Directions
Please write out all of the entries exactly as they appear.

Exercise data
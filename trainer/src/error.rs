use std::{
    error::Error,
    fmt::{self, Display},
    io,
};

use machine_learning::MlErr;
use safetensors::SafeTensorError;

/// The result type used in the entire trainer.
pub type Result<T> = std::result::Result<T, TrainErr>;

/// All errors that can occur while setting up or running a training run.
#[derive(Debug)]
pub enum TrainErr {
    /// Invalid configuration, caught before any work is done.
    InvalidConfig(String),
    /// A checkpoint is missing an entry or holds one of the wrong shape.
    Checkpoint(String),
    Ml(MlErr),
    Json(serde_json::Error),
    Safetensors(SafeTensorError),
    Io(io::Error),
}

impl Display for TrainErr {
    fn fmt(&self, f: &mut fmt::Formatter<'_>) -> fmt::Result {
        match self {
            Self::InvalidConfig(msg) => write!(f, "invalid config: {msg}"),
            Self::Checkpoint(msg) => write!(f, "bad checkpoint: {msg}"),
            Self::Ml(e) => write!(f, "{e}"),
            Self::Json(e) => write!(f, "json error: {e}"),
            Self::Safetensors(e) => write!(f, "safetensors error: {e}"),
            Self::Io(e) => write!(f, "io error: {e}"),
        }
    }
}

impl Error for TrainErr {
    fn source(&self) -> Option<&(dyn Error + 'static)> {
        match self {
            Self::Ml(e) => Some(e),
            Self::Json(e) => Some(e),
            Self::Safetensors(e) => Some(e),
            Self::Io(e) => Some(e),
            _ => None,
        }
    }
}

impl From<MlErr> for TrainErr {
    fn from(e: MlErr) -> Self {
        match e {
            MlErr::InvalidConfig(msg) => Self::InvalidConfig(msg),
            e => Self::Ml(e),
        }
    }
}

impl From<io::Error> for TrainErr {
    fn from(e: io::Error) -> Self {
        Self::Io(e)
    }
}

impl From<serde_json::Error> for TrainErr {
    fn from(e: serde_json::Error) -> Self {
        Self::Json(e)
    }
}

impl From<SafeTensorError> for TrainErr {
    fn from(e: SafeTensorError) -> Self {
        Self::Safetensors(e)
    }
}

impl From<TrainErr> for io::Error {
    fn from(e: TrainErr) -> Self {
        match e {
            TrainErr::Io(e) => e,
            e => io::Error::other(e),
        }
    }
}
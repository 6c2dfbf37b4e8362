use rand::{SeedableRng, rngs::StdRng, seq::SliceRandom};

use super::ShardSpec;

/// Decides which dataset indices an epoch visits and in which order.
#[derive(Debug, Clone, PartialEq)]
pub enum Sampler {
    Sequential,
    /// A fresh permutation every epoch, seeded by `seed` and the epoch.
    Random { seed: u64, epoch: usize },
    /// This rank's share of a (possibly shuffled) padded index list.
    Distributed {
        shard: ShardSpec,
        shuffle: bool,
        seed: u64,
        epoch: usize,
    },
}

impl Sampler {
    pub fn random(seed: u64) -> Self {
        Self::Random { seed, epoch: 0 }
    }

    pub fn distributed(shard: ShardSpec, shuffle: bool, seed: u64) -> Self {
        Self::Distributed {
            shard,
            shuffle,
            seed,
            epoch: 0,
        }
    }

    /// Changes the epoch the next `indices` call shuffles for.
    pub fn set_epoch(&mut self, new_epoch: usize) {
        match self {
            Self::Sequential => {}
            Self::Random { epoch, .. } | Self::Distributed { epoch, .. } => *epoch = new_epoch,
        }
    }

    /// The amount of indices `indices(len)` yields.
    pub fn num_samples(&self, len: usize) -> usize {
        match self {
            Self::Distributed { shard, .. } => shard.num_samples(len),
            _ => len,
        }
    }

    pub fn indices(&self, len: usize) -> Vec<usize> {
        let mut indices: Vec<usize> = (0..len).collect();

        match *self {
            Self::Sequential => indices,
            Self::Random { seed, epoch } => {
                let mut rng = StdRng::seed_from_u64(super::sample_seed(seed, epoch, usize::MAX));
                indices.shuffle(&mut rng);
                indices
            }
            Self::Distributed {
                shard,
                shuffle,
                seed,
                epoch,
            } => {
                if shuffle {
                    let mut rng = StdRng::seed_from_u64(seed.wrapping_add(epoch as u64));
                    indices.shuffle(&mut rng);
                }
                shard.select(indices)
            }
        }
    }
}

Output of the task
filename trainer/src/error.rs
use std::{
    error::Error,
    fmt::{self, Display},
    io,
};

use machine_learning::MlErr;
use safetensors::SafeTensorError;

/// The result type used in the entire trainer.
pub type Result<T> = std::result::Result<T, TrainErr>;

/// All errors that can occur while setting up or running a training run.
#[derive(Debug)]
pub enum TrainErr {
    /// Invalid configuration, caught before any work is done.
    InvalidConfig(String),
    /// A checkpoint is missing an entry or holds one of the wrong shape.
    Checkpoint(String),
    Ml(MlErr),
    Json(serde_json::Error),
    Safetensors(SafeTensorError),
    Io(io::Error),
}

impl Display for TrainErr {
    fn fmt(&self, f: &mut fmt::Formatter<'_>) -> fmt::Result {
        match self {
            Self::InvalidConfig(msg) => write!(f, "invalid config: {msg}"),
            Self::Checkpoint(msg) => write!(f, "bad checkpoint: {msg}"),
            Self::Ml(e) => write!(f, "{e}"),
            Self::Json(e) => write!(f, "json error: {e}"),
            Self::Safetensors(e) => write!(f, "safetensors error: {e}"),
            Self::Io(e) => write!(f, "io error: {e}"),
        }
    }
}

impl Error for TrainErr {
    fn source(&self) -> Option<&(dyn Error + 'static)> {
        match self {
            Self::Ml(e) => Some(e),
            Self::Json(e) => Some(e),
            Self::Safetensors(e) => Some(e),
            Self::Io(e) => Some(e),
            _ => None,
        }
    }
}

impl From<MlErr> for TrainErr {
    fn from(e: MlErr) -> Self {
        match e {
            MlErr::InvalidConfig(msg) => Self::InvalidConfig(msg),
            e => Self::Ml(e),
        }
    }
}

impl From<io::Error> for TrainErr {
    fn from(e: io::Error) -> Self {
        Self::Io(e)
    }
}

impl From<serde_json::Error> for TrainErr {
    fn from(e: serde_json::Error) -> Self {
        Self::Json(e)
    }
}

impl From<SafeTensorError> for TrainErr {
    fn from(e: SafeTensorError) -> Self {
        Self::Safetensors(e)
    }
}

impl From<TrainErr> for io::Error {
    fn from(e: TrainErr) -> Self {
        match e {
            TrainErr::Io(e) => e,
            e => io::Error::other(e),
        }
    }
}
repository 6c2dfbf37b4e8362
use rand::{SeedableRng, rngs::StdRng, seq::SliceRandom};

use super::ShardSpec;

/// Decides which dataset indices an epoch visits and in which order.
#[derive(Debug, Clone, PartialEq)]
pub enum Sampler {
    Sequential,
    /// A fresh permutation every epoch, seeded by `seed` and the epoch.
    Random { seed: u64, epoch: usize },
    /// This rank's share of a (possibly shuffled) padded index list.
    Distributed {
        shard: ShardSpec,
        shuffle: bool,
        seed: u64,
        epoch: usize,
    },
}

impl Sampler {
    pub fn random(seed: u64) -> Self {
        Self::Random { seed, epoch: 0 }
    }

    pub fn distributed(shard: ShardSpec, shuffle: bool, seed: u64) -> Self {
        Self::Distributed {
            shard,
            shuffle,
            seed,
            epoch: 0,
        }
    }

    /// Changes the epoch the next `indices` call shuffles for.
    pub fn set_epoch(&mut self, new_epoch: usize) {
        match self {
            Self::Sequential => {}
            Self::Random { epoch, .. } | Self::Distributed { epoch, .. } => *epoch = new_epoch,
        }
    }

    /// The amount of indices `indices(len)` yields.
    pub fn num_samples(&self, len: usize) -> usize {
        match self {
            Self::Distributed { shard, .. } => shard.num_samples(len),
            _ => len,
        }
    }

    pub fn indices(&self, len: usize) -> Vec<usize> {
        let mut indices: Vec<usize> = (0..len).collect();

        match *self {
            Self::Sequential => indices,
            Self::Random { seed, epoch } => {
                let mut rng = StdRng::seed_from_u64(super::sample_seed(seed, epoch, usize::MAX));
                indices.shuffle(&mut rng);
                indices
            }
            Self::Distributed {
                shard,
                shuffle,
                seed,
                epoch,
            } => {
                if shuffle {
                    let mut rng = StdRng::seed_from_u64(seed.wrapping_add(epoch as u64));
                    indices.shuffle(&mut rng);
                }
                shard.select(indices)
            }
        }
    }
}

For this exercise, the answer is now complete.